L’attività di Rembrandt nel campo della grafica è documentata nella mostra allestita a Padova attraverso una sezione che raccoglie una quarantina di stampe provenienti dalle raccolte civiche (Museo d’Arte e Museo Bottacin) e dalla collezione del marchese Federico Manfredini (Rovigo 1743- Campoverardo 1829), conservata presso il Seminario Vescovile di Padova.
Figura di spicco della politica toscana al tempo dei Granduchi, il Manfredini fu abile politico nello scenario europeo al tempo di Napoleone, con il quale si incontrò più volte nell’illusione di poter evitare l’invasione francese della Toscana.

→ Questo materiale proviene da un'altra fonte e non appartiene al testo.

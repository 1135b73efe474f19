use sea_orm::entity::prelude::*;
use serde::{Deserialize, Serialize};

/// Calculation settings. Period-scoped active rows take precedence over the
/// global active row; the most recently updated one wins within a scope.
#[derive(Debug, Clone, PartialEq, DeriveEntityModel, Serialize, Deserialize)]
#[sea_orm(table_name = "avaliacao_config")]
pub struct Model {
    #[sea_orm(primary_key)]
    pub id: Uuid,
    /// "global" | "period"
    pub escopo: String,
    /// Period label the override applies to; null for global scope.
    pub periodo: Option<String>,
    pub ativo: bool,
    /// "simple_average" | "weighted"
    pub metodo: String,
    /// Map of criterion/question id -> weight. Missing entries default to 1.
    #[sea_orm(column_type = "JsonBinary")]
    pub pesos: Json,
    pub created_at: DateTimeUtc,
    pub updated_at: DateTimeUtc,
}

#[derive(Copy, Clone, Debug, EnumIter, DeriveRelation)]
pub enum Relation {}

impl ActiveModelBehavior for ActiveModel {}
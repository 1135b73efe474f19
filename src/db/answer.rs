use crate::db::postgres_service::PostgresService;
use crate::types::error::AppError;
use crate::types::evaluation::AnswerInput;
use crate::workflow::RespondentType;
use chrono::Utc;
use entity::answer::{ActiveModel as AnswerActive, Column, Entity as Answer, Model as AnswerModel};
use sea_orm::sea_query::OnConflict;
use sea_orm::{ColumnTrait, EntityTrait, QueryFilter, QueryOrder, Set};
use uuid::Uuid;

/// Designated slot for the manager's free-text rationale.
pub const MANAGER_COMMENT_QUESTION: i32 = 15;

impl PostgresService {
    /// Insert-or-replace on (avaliacao, pergunta, respondente): the same
    /// question answered again overwrites the previous value, never duplicates.
    pub async fn upsert_answers(
        &self,
        avaliacao_id: Uuid,
        respondent: RespondentType,
        answers: &[AnswerInput],
    ) -> Result<(), AppError> {
        if answers.is_empty() {
            return Ok(());
        }

        let now = Utc::now();
        let models: Vec<AnswerActive> = answers
            .iter()
            .map(|answer| AnswerActive {
                id: Set(Uuid::new_v4()),
                avaliacao_id: Set(avaliacao_id),
                pergunta_id: Set(answer.pergunta_id),
                respondente_tipo: Set(respondent.as_str().to_string()),
                nota: Set(answer.nota),
                comentario: Set(answer.comentario.clone()),
                created_at: Set(now),
                updated_at: Set(now),
            })
            .collect();

        Answer::insert_many(models)
            .on_conflict(
                OnConflict::columns([
                    Column::AvaliacaoId,
                    Column::PerguntaId,
                    Column::RespondenteTipo,
                ])
                .update_columns([Column::Nota, Column::Comentario, Column::UpdatedAt])
                .to_owned(),
            )
            .exec(&self.database_connection)
            .await?;

        Ok(())
    }

    pub async fn upsert_manager_comment(
        &self,
        avaliacao_id: Uuid,
        comentario: &str,
    ) -> Result<(), AppError> {
        self.upsert_answers(
            avaliacao_id,
            RespondentType::Manager,
            &[AnswerInput {
                pergunta_id: MANAGER_COMMENT_QUESTION,
                nota: None,
                comentario: Some(comentario.to_string()),
            }],
        )
        .await
    }

    pub async fn answers_for_evaluation(
        &self,
        avaliacao_id: Uuid,
    ) -> Result<Vec<AnswerModel>, AppError> {
        Ok(Answer::find()
            .filter(Column::AvaliacaoId.eq(avaliacao_id))
            .order_by_asc(Column::PerguntaId)
            .all(&self.database_connection)
            .await?)
    }
}
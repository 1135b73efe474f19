use sea_orm_migration::prelude::*;

#[derive(DeriveMigrationName)]
pub struct Migration;

#[async_trait::async_trait]
impl MigrationTrait for Migration {
    async fn up(&self, manager: &SchemaManager) -> Result<(), DbErr> {
        manager
            .create_table(
                Table::create()
                    .table(Usuario::Table)
                    .col(
                        ColumnDef::new(Usuario::Id)
                            .uuid()
                            .not_null()
                            .primary_key(),
                    )
                    .col(ColumnDef::new(Usuario::Nome).string().not_null())
                    .col(ColumnDef::new(Usuario::Email).string().not_null())
                    .col(
                        ColumnDef::new(Usuario::Role)
                            .string()
                            .not_null()
                            .default("user"),
                    )
                    .col(
                        ColumnDef::new(Usuario::Ativo)
                            .boolean()
                            .not_null()
                            .default(true),
                    )
                    .col(
                        ColumnDef::new(Usuario::PushEnabled)
                            .boolean()
                            .not_null()
                            .default(false),
                    )
                    .col(
                        ColumnDef::new(Usuario::CreatedAt)
                            .timestamp_with_time_zone()
                            .not_null(),
                    )
                    .col(
                        ColumnDef::new(Usuario::UpdatedAt)
                            .timestamp_with_time_zone()
                            .not_null(),
                    )
                    .to_owned(),
            )
            .await?;
        Ok(())
    }

    async fn down(&self, manager: &SchemaManager) -> Result<(), DbErr> {
        manager
            .drop_table(Table::drop().table(Usuario::Table).if_exists().to_owned())
            .await?;
        Ok(())
    }
}

#[derive(DeriveIden)]
enum Usuario {
    Table,
    Id,
    Nome,
    Email,
    Role,
    Ativo,
    PushEnabled,
    CreatedAt,
    UpdatedAt,
}
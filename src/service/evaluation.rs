use crate::db::postgres_service::PostgresService;
use crate::notify::{self, NotifyEvent};
use crate::scoring::{self, ScoreInput};
use crate::types::error::AppError;
use crate::types::evaluation::{
    DBEvaluationCreate, EvaluationDetail, EvaluationFilters, EvaluationMetrics, PaginatedList,
    Pagination, QEvaluationFilters, RCreateEvaluation, RManagerDecision, RSubmitQuestionnaire,
    ReminderReport,
};
use crate::workflow::{
    next_status_for_decision, next_status_for_submit, DecisionAction, EvaluationStatus,
    RespondentType,
};
use entity::evaluation::Model as EvaluationModel;
use serde_json::json;
use tracing::{info, warn};
use uuid::Uuid;

/// State changes must not be undone by a failing side channel; a dispatch
/// error is logged and the operation still counts.
async fn dispatch_logged(db: &PostgresService, event: NotifyEvent, evaluation: &EvaluationModel) {
    if let Err(e) = notify::dispatch(db, event, evaluation).await {
        warn!("notification dispatch for {} failed: {e}", evaluation.id);
    }
}

fn parse_uuid(value: &str, field: &str) -> Result<Uuid, AppError> {
    Uuid::parse_str(value).map_err(|_| AppError::Validation(format!("{field} is not a valid UUID")))
}

fn parse_status(raw: &str) -> Result<EvaluationStatus, AppError> {
    raw.parse()
        .map_err(|_| AppError::Precondition(format!("evaluation has unknown status {raw:?}")))
}

/// Translate the raw query-string shape into typed filters and pagination.
/// Unknown status tokens are a caller mistake, not something to skip silently.
pub fn parse_filters(
    query: &QEvaluationFilters,
) -> Result<(EvaluationFilters, Pagination), AppError> {
    let status = match &query.status {
        Some(csv) => {
            let mut parsed = Vec::new();
            for token in csv.split(',').map(str::trim).filter(|t| !t.is_empty()) {
                parsed.push(token.parse::<EvaluationStatus>().map_err(|_| {
                    AppError::Validation(format!("unknown status filter {token:?}"))
                })?);
            }
            if parsed.is_empty() {
                None
            } else {
                Some(parsed)
            }
        }
        None => None,
    };

    let defaults = Pagination::default();
    Ok((
        EvaluationFilters {
            status,
            funcionario_id: query.funcionario_id,
            avaliador_id: query.avaliador_id,
            ciclo_id: query.ciclo_id,
            periodo: query.periodo.clone(),
            criado_de: query.criado_de,
            criado_ate: query.criado_ate,
        },
        Pagination {
            page: query.page.unwrap_or(defaults.page).max(1),
            per_page: query.per_page.unwrap_or(defaults.per_page).clamp(1, 100),
        },
    ))
}

pub async fn create_evaluation(
    db: &PostgresService,
    payload: RCreateEvaluation,
) -> Result<EvaluationModel, AppError> {
    let funcionario_id = parse_uuid(&payload.funcionario_id, "funcionario_id")?;
    let avaliador_id = parse_uuid(&payload.avaliador_id, "avaliador_id")?;

    if payload.periodo.trim().is_empty() {
        return Err(AppError::Validation("periodo must not be empty".into()));
    }
    if !db.is_authorized_evaluator(avaliador_id).await? {
        return Err(AppError::Validation(
            "avaliador_id must reference an active manager or admin".into(),
        ));
    }
    // Ensures the FK and the notification recipient both exist.
    db.get_user(funcionario_id).await?;

    let evaluation = db
        .create_evaluation(DBEvaluationCreate {
            funcionario_id,
            avaliador_id,
            ciclo_id: payload.ciclo_id,
            periodo: payload.periodo,
            data_inicio: payload.data_inicio,
            data_fim: payload.data_fim,
        })
        .await?;

    dispatch_logged(db, NotifyEvent::Created, &evaluation).await;
    info!("evaluation {} created for period {}", evaluation.id, evaluation.periodo);
    Ok(evaluation)
}

/// Store a questionnaire, recompute the scores and advance the status.
/// The status write is conditional on the state observed here, so two
/// concurrent submissions cannot both go through.
pub async fn submit_questionnaire(
    db: &PostgresService,
    id: Uuid,
    payload: RSubmitQuestionnaire,
) -> Result<EvaluationModel, AppError> {
    if payload.respostas.is_empty() {
        return Err(AppError::Validation("respostas must not be empty".into()));
    }

    let evaluation = db.get_active_evaluation(id).await?;
    let current = parse_status(&evaluation.status)?;
    let respondent = payload.respondente_tipo;

    let next = next_status_for_submit(respondent, current).ok_or_else(|| {
        AppError::Precondition(format!(
            "{} cannot submit while the evaluation is {current}",
            respondent.as_str()
        ))
    })?;

    db.upsert_answers(id, respondent, &payload.respostas).await?;
    db.store_respondent_payload(id, respondent, json!({ "respostas": payload.respostas }))
        .await?;

    let answers = db.answers_for_evaluation(id).await?;
    let inputs: Vec<ScoreInput> = answers
        .iter()
        .filter_map(|a| {
            a.nota.map(|value| ScoreInput {
                value,
                weight: None,
                criterion_id: Some(a.pergunta_id.to_string()),
            })
        })
        .collect();
    let settings = db.resolve_settings(Some(&evaluation.periodo)).await?;
    db.store_scores(
        id,
        scoring::total(&inputs),
        scoring::aggregate(&inputs, settings.as_ref()),
    )
    .await?;

    db.update_status_checked(id, current, next).await?;

    let refreshed = db.get_evaluation(id).await?;
    let event = if next == EvaluationStatus::Approved {
        NotifyEvent::Approved
    } else if current == EvaluationStatus::UnderReview {
        NotifyEvent::Resubmitted
    } else {
        NotifyEvent::Submitted
    };
    dispatch_logged(db, event, &refreshed).await;

    Ok(refreshed)
}

pub async fn manager_decision(
    db: &PostgresService,
    id: Uuid,
    payload: RManagerDecision,
) -> Result<EvaluationModel, AppError> {
    let reason = payload
        .motivo_devolucao
        .as_deref()
        .map(str::trim)
        .filter(|r| !r.is_empty());
    if payload.acao == DecisionAction::Return && reason.is_none() {
        return Err(AppError::Validation(
            "motivo_devolucao is required when returning an evaluation".into(),
        ));
    }

    let evaluation = db.get_active_evaluation(id).await?;
    let current = parse_status(&evaluation.status)?;
    let next = next_status_for_decision(payload.acao, current).ok_or_else(|| {
        AppError::Precondition(format!(
            "decision {:?} is not allowed while the evaluation is {current}",
            payload.acao
        ))
    })?;

    if let Some(comment) = payload
        .comentario_avaliador
        .as_deref()
        .map(str::trim)
        .filter(|c| !c.is_empty())
    {
        db.upsert_manager_comment(id, comment).await?;
    }

    db.update_status_checked(id, current, next).await?;

    let refreshed = db.get_evaluation(id).await?;
    let event = match payload.acao {
        DecisionAction::Approve => NotifyEvent::Approved,
        DecisionAction::Reject => NotifyEvent::Rejected,
        DecisionAction::Return => NotifyEvent::Returned {
            reason: reason.unwrap_or_default().to_string(),
        },
    };
    dispatch_logged(db, event, &refreshed).await;

    Ok(refreshed)
}

pub async fn trash_evaluation(
    db: &PostgresService,
    id: Uuid,
) -> Result<EvaluationModel, AppError> {
    let trashed = db.soft_delete_evaluation(id).await?;
    dispatch_logged(db, NotifyEvent::Trashed, &trashed).await;
    Ok(trashed)
}

pub async fn restore_evaluation(
    db: &PostgresService,
    id: Uuid,
) -> Result<EvaluationModel, AppError> {
    let restored = db.restore_evaluation(id).await?;
    info!("evaluation {} restored from the trash", restored.id);
    Ok(restored)
}

pub async fn get_evaluation(db: &PostgresService, id: Uuid) -> Result<EvaluationDetail, AppError> {
    let evaluation = db.get_active_evaluation(id).await?;
    let status_legado = parse_status(&evaluation.status)?.coarse();
    let respostas = db.answers_for_evaluation(id).await?;
    Ok(EvaluationDetail {
        avaliacao: evaluation,
        status_legado,
        respostas,
    })
}

pub async fn list_evaluations(
    db: &PostgresService,
    query: &QEvaluationFilters,
) -> Result<PaginatedList<EvaluationModel>, AppError> {
    let (filters, pagination) = parse_filters(query)?;
    let (items, total) = db.list_evaluations(&filters, pagination).await?;
    Ok(PaginatedList {
        items,
        page: pagination.page,
        per_page: pagination.per_page,
        total,
    })
}

pub async fn get_metrics(
    db: &PostgresService,
    query: &QEvaluationFilters,
) -> Result<EvaluationMetrics, AppError> {
    let (filters, _) = parse_filters(query)?;
    let statuses = db.list_statuses(&filters).await?;

    let total = statuses.len() as u64;
    let mut por_status = std::collections::HashMap::new();
    let mut approved = 0u64;
    for status in &statuses {
        *por_status.entry(status.clone()).or_insert(0u64) += 1;
        if status == EvaluationStatus::Approved.as_str() {
            approved += 1;
        }
    }

    let taxa_conclusao = if total == 0 {
        0.0
    } else {
        (approved as f64 / total as f64 * 100.0).round() / 100.0
    };

    Ok(EvaluationMetrics {
        total,
        por_status,
        taxa_conclusao,
    })
}

pub async fn send_reminders(db: &PostgresService) -> Result<ReminderReport, AppError> {
    let sent = notify::send_deadline_reminders(db).await?;
    Ok(ReminderReport {
        lembretes_enviados: sent,
    })
}
use crate::types::error::AppError;
use actix_web::{HttpResponse, Responder};
use chrono::Utc;
use serde::Serialize;

/// Uniform envelope every route answers with, so callers can render
/// success/failure without inspecting status codes.
#[derive(Serialize)]
pub struct Envelope<T: Serialize> {
    pub success: bool,
    #[serde(skip_serializing_if = "Option::is_none")]
    pub data: Option<T>,
    #[serde(skip_serializing_if = "Option::is_none")]
    pub message: Option<String>,
    pub timestamp: String,
}

pub enum ApiReply<T> {
    Ok(T),
    OkWithMessage(T, String),
    Created(T),
    Message(String),
}

impl<T: Serialize> Responder for ApiReply<T> {
    type Body = actix_web::body::BoxBody;

    fn respond_to(self, _: &actix_web::HttpRequest) -> HttpResponse {
        let now = Utc::now().to_rfc3339();
        match self {
            ApiReply::Ok(v) => HttpResponse::Ok().json(Envelope {
                success: true,
                data: Some(v),
                message: None,
                timestamp: now,
            }),
            ApiReply::OkWithMessage(v, msg) => HttpResponse::Ok().json(Envelope {
                success: true,
                data: Some(v),
                message: Some(msg),
                timestamp: now,
            }),
            ApiReply::Created(v) => HttpResponse::Created().json(Envelope {
                success: true,
                data: Some(v),
                message: None,
                timestamp: now,
            }),
            ApiReply::Message(msg) => HttpResponse::Ok().json(Envelope::<()> {
                success: true,
                data: None,
                message: Some(msg),
                timestamp: now,
            }),
        }
    }
}

pub type ApiResult<T> = Result<ApiReply<T>, AppError>;
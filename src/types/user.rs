use serde::{Deserialize, Serialize};

#[derive(Serialize, Deserialize)]
pub struct DBUserCreate {
    pub nome: String,
    pub email: String,
    pub role: String,
    pub push_enabled: bool,
}
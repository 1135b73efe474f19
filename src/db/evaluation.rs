use crate::db::postgres_service::PostgresService;
use crate::types::error::AppError;
use crate::types::evaluation::{DBEvaluationCreate, EvaluationFilters, Pagination};
use crate::workflow::{EvaluationStatus, RespondentType, ALL_STATUSES};
use chrono::{NaiveDate, Utc};
use entity::evaluation::{
    ActiveModel as EvaluationActive, Column, Entity as Evaluation, Model as EvaluationModel,
};
use sea_orm::sea_query::Expr;
use sea_orm::{
    ActiveModelTrait, ColumnTrait, DbErr, EntityTrait, PaginatorTrait, QueryFilter, QueryOrder,
    QuerySelect, Select, Set,
};
use uuid::Uuid;

fn apply_filters(
    mut finder: Select<Evaluation>,
    filters: &EvaluationFilters,
) -> Select<Evaluation> {
    if let Some(statuses) = &filters.status {
        let values: Vec<&str> = statuses.iter().map(|s| s.as_str()).collect();
        finder = finder.filter(Column::Status.is_in(values));
    }
    if let Some(funcionario) = filters.funcionario_id {
        finder = finder.filter(Column::FuncionarioId.eq(funcionario));
    }
    if let Some(avaliador) = filters.avaliador_id {
        finder = finder.filter(Column::AvaliadorId.eq(avaliador));
    }
    if let Some(ciclo) = filters.ciclo_id {
        finder = finder.filter(Column::CicloId.eq(ciclo));
    }
    if let Some(periodo) = &filters.periodo {
        finder = finder.filter(Column::Periodo.eq(periodo.clone()));
    }
    if let Some(de) = filters.criado_de {
        finder = finder.filter(Column::CreatedAt.gte(de));
    }
    if let Some(ate) = filters.criado_ate {
        finder = finder.filter(Column::CreatedAt.lte(ate));
    }
    finder
}

impl PostgresService {
    /// The one-active-evaluation-per-(reviewee, period) pre-check.
    pub async fn active_evaluation_exists(
        &self,
        funcionario_id: Uuid,
        periodo: &str,
    ) -> Result<bool, AppError> {
        Ok(Evaluation::find()
            .filter(Column::FuncionarioId.eq(funcionario_id))
            .filter(Column::Periodo.eq(periodo))
            .filter(Column::DeletedAt.is_null())
            .count(&self.database_connection)
            .await?
            > 0)
    }

    pub async fn create_evaluation(
        &self,
        payload: DBEvaluationCreate,
    ) -> Result<EvaluationModel, AppError> {
        if self
            .active_evaluation_exists(payload.funcionario_id, &payload.periodo)
            .await?
        {
            return Err(AppError::Conflict(format!(
                "active evaluation already exists for reviewee in period {}",
                payload.periodo
            )));
        }

        let now = Utc::now();
        let model = EvaluationActive {
            id: Set(Uuid::new_v4()),
            funcionario_id: Set(payload.funcionario_id),
            avaliador_id: Set(payload.avaliador_id),
            ciclo_id: Set(payload.ciclo_id),
            periodo: Set(payload.periodo),
            status: Set(EvaluationStatus::PendingResponse.as_str().to_string()),
            data_inicio: Set(payload.data_inicio.unwrap_or_else(|| now.date_naive())),
            data_fim: Set(payload.data_fim),
            pontuacao_total: Set(None),
            media_geral: Set(None),
            dados_colaborador: Set(None),
            dados_gerente: Set(None),
            deleted_at: Set(None),
            created_at: Set(now),
            updated_at: Set(now),
        }
        .insert(&self.database_connection)
        .await?;

        Ok(model)
    }

    /// Direct lookup, trashed records included (audit/undo path).
    pub async fn get_evaluation(&self, id: Uuid) -> Result<EvaluationModel, AppError> {
        Ok(Evaluation::find_by_id(id)
            .one(&self.database_connection)
            .await?
            .ok_or_else(|| DbErr::RecordNotFound("Evaluation does not exist".into()))?)
    }

    pub async fn get_active_evaluation(&self, id: Uuid) -> Result<EvaluationModel, AppError> {
        Ok(Evaluation::find_by_id(id)
            .filter(Column::DeletedAt.is_null())
            .one(&self.database_connection)
            .await?
            .ok_or_else(|| DbErr::RecordNotFound("Evaluation does not exist".into()))?)
    }

    /// Conditional status flip: `WHERE status = expected`. Zero rows affected
    /// means another writer got there first (or the record was trashed), which
    /// the caller must treat as a stale-state precondition failure.
    pub async fn update_status_checked(
        &self,
        id: Uuid,
        expected: EvaluationStatus,
        next: EvaluationStatus,
    ) -> Result<(), AppError> {
        let result = Evaluation::update_many()
            .col_expr(Column::Status, Expr::value(next.as_str()))
            .col_expr(Column::UpdatedAt, Expr::value(Utc::now()))
            .filter(Column::Id.eq(id))
            .filter(Column::Status.eq(expected.as_str()))
            .filter(Column::DeletedAt.is_null())
            .exec(&self.database_connection)
            .await?;

        if result.rows_affected == 0 {
            return Err(AppError::Precondition(
                "evaluation status changed concurrently".into(),
            ));
        }
        Ok(())
    }

    pub async fn store_scores(
        &self,
        id: Uuid,
        pontuacao_total: f64,
        media_geral: f64,
    ) -> Result<(), AppError> {
        let mut am: EvaluationActive = self.get_evaluation(id).await?.into();
        am.pontuacao_total = Set(Some(pontuacao_total));
        am.media_geral = Set(Some(media_geral));
        am.updated_at = Set(Utc::now());
        Ok(am.update(&self.database_connection).await.map(|_| ())?)
    }

    pub async fn store_respondent_payload(
        &self,
        id: Uuid,
        respondent: RespondentType,
        payload: serde_json::Value,
    ) -> Result<(), AppError> {
        let mut am: EvaluationActive = self.get_evaluation(id).await?.into();
        match respondent {
            RespondentType::Collaborator => am.dados_colaborador = Set(Some(payload)),
            RespondentType::Manager => am.dados_gerente = Set(Some(payload)),
        }
        am.updated_at = Set(Utc::now());
        Ok(am.update(&self.database_connection).await.map(|_| ())?)
    }

    /// Trash, never a hard delete. Re-trashing is a precondition failure.
    pub async fn soft_delete_evaluation(&self, id: Uuid) -> Result<EvaluationModel, AppError> {
        let evaluation = self.get_evaluation(id).await?;
        if evaluation.deleted_at.is_some() {
            return Err(AppError::Precondition(
                "evaluation is already in the trash".into(),
            ));
        }

        let now = Utc::now();
        let mut am: EvaluationActive = evaluation.into();
        am.deleted_at = Set(Some(now));
        am.updated_at = Set(now);
        Ok(am.update(&self.database_connection).await?)
    }

    pub async fn restore_evaluation(&self, id: Uuid) -> Result<EvaluationModel, AppError> {
        let evaluation = self.get_evaluation(id).await?;
        if evaluation.deleted_at.is_none() {
            return Err(AppError::Precondition(
                "evaluation is not in the trash".into(),
            ));
        }

        let mut am: EvaluationActive = evaluation.into();
        am.deleted_at = Set(None);
        am.status = Set(EvaluationStatus::PendingResponse.as_str().to_string());
        am.updated_at = Set(Utc::now());
        Ok(am.update(&self.database_connection).await?)
    }

    pub async fn list_evaluations(
        &self,
        filters: &EvaluationFilters,
        pagination: Pagination,
    ) -> Result<(Vec<EvaluationModel>, u64), AppError> {
        let finder = apply_filters(
            Evaluation::find().filter(Column::DeletedAt.is_null()),
            filters,
        );
        let total = finder.clone().count(&self.database_connection).await?;
        let items = finder
            .order_by_desc(Column::CreatedAt)
            .paginate(&self.database_connection, pagination.per_page.max(1))
            .fetch_page(pagination.page.saturating_sub(1))
            .await?;
        Ok((items, total))
    }

    /// Status column of the filtered active set, for metrics aggregation.
    pub async fn list_statuses(&self, filters: &EvaluationFilters) -> Result<Vec<String>, AppError> {
        let rows: Vec<String> = apply_filters(
            Evaluation::find().filter(Column::DeletedAt.is_null()),
            filters,
        )
        .select_only()
        .column(Column::Status)
        .into_tuple()
        .all(&self.database_connection)
        .await?;
        Ok(rows)
    }

    /// Active evaluations in a non-terminal status whose deadline falls inside
    /// the given window. Feeds the reminder batch.
    pub async fn list_due_evaluations(
        &self,
        from: NaiveDate,
        to: NaiveDate,
    ) -> Result<Vec<EvaluationModel>, AppError> {
        let open: Vec<&str> = ALL_STATUSES
            .iter()
            .filter(|s| !s.is_terminal() && !matches!(s, EvaluationStatus::Approved))
            .map(|s| s.as_str())
            .collect();

        Ok(Evaluation::find()
            .filter(Column::DeletedAt.is_null())
            .filter(Column::Status.is_in(open))
            .filter(Column::DataFim.gte(from))
            .filter(Column::DataFim.lte(to))
            .all(&self.database_connection)
            .await?)
    }
}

Uscito dalla vita politica, il Manfredini si ritirò nella propria villa di Campoverardo, in provincia di Venezia, e si dedicò alle proprie collezioni di pittura e alle antiche stampe delle quali possedeva un ricco catalogo. Alla sua morte, il marchese lasciò i dipinti della sua collezione (tra cui uno splendido Filippino Lippi) al Seminario Patriarcale di Venezia e le antiche stampe al Seminario Vescovile di Padova, dove tuttora si conservano e che oggi trovano, seppur in minima parte, i favori dell’esposizione pubblica.
Per quanto riguarda Rembrandt, uno dei suoi capolavori unanimemente riconosciuti esce proprio dalla Biblioteca del Seminario Vescovile di Padova. Si tratta dell’incisione chiamata “Stampa dei cento Fiorini” che illustra l’intero capitolo XIX del Vangelo di Matteo. Il curioso nome è dovuto dallo straordinario prezzo attribuito all’opera nel Seicento per la sua bellezza e ricercatezza nell’esecuzione da parte dell’artista che, attraverso l’uso di procedimenti e tratteggi variati, è riuscito a conferire un sorprendente effetto pittorico d’insieme.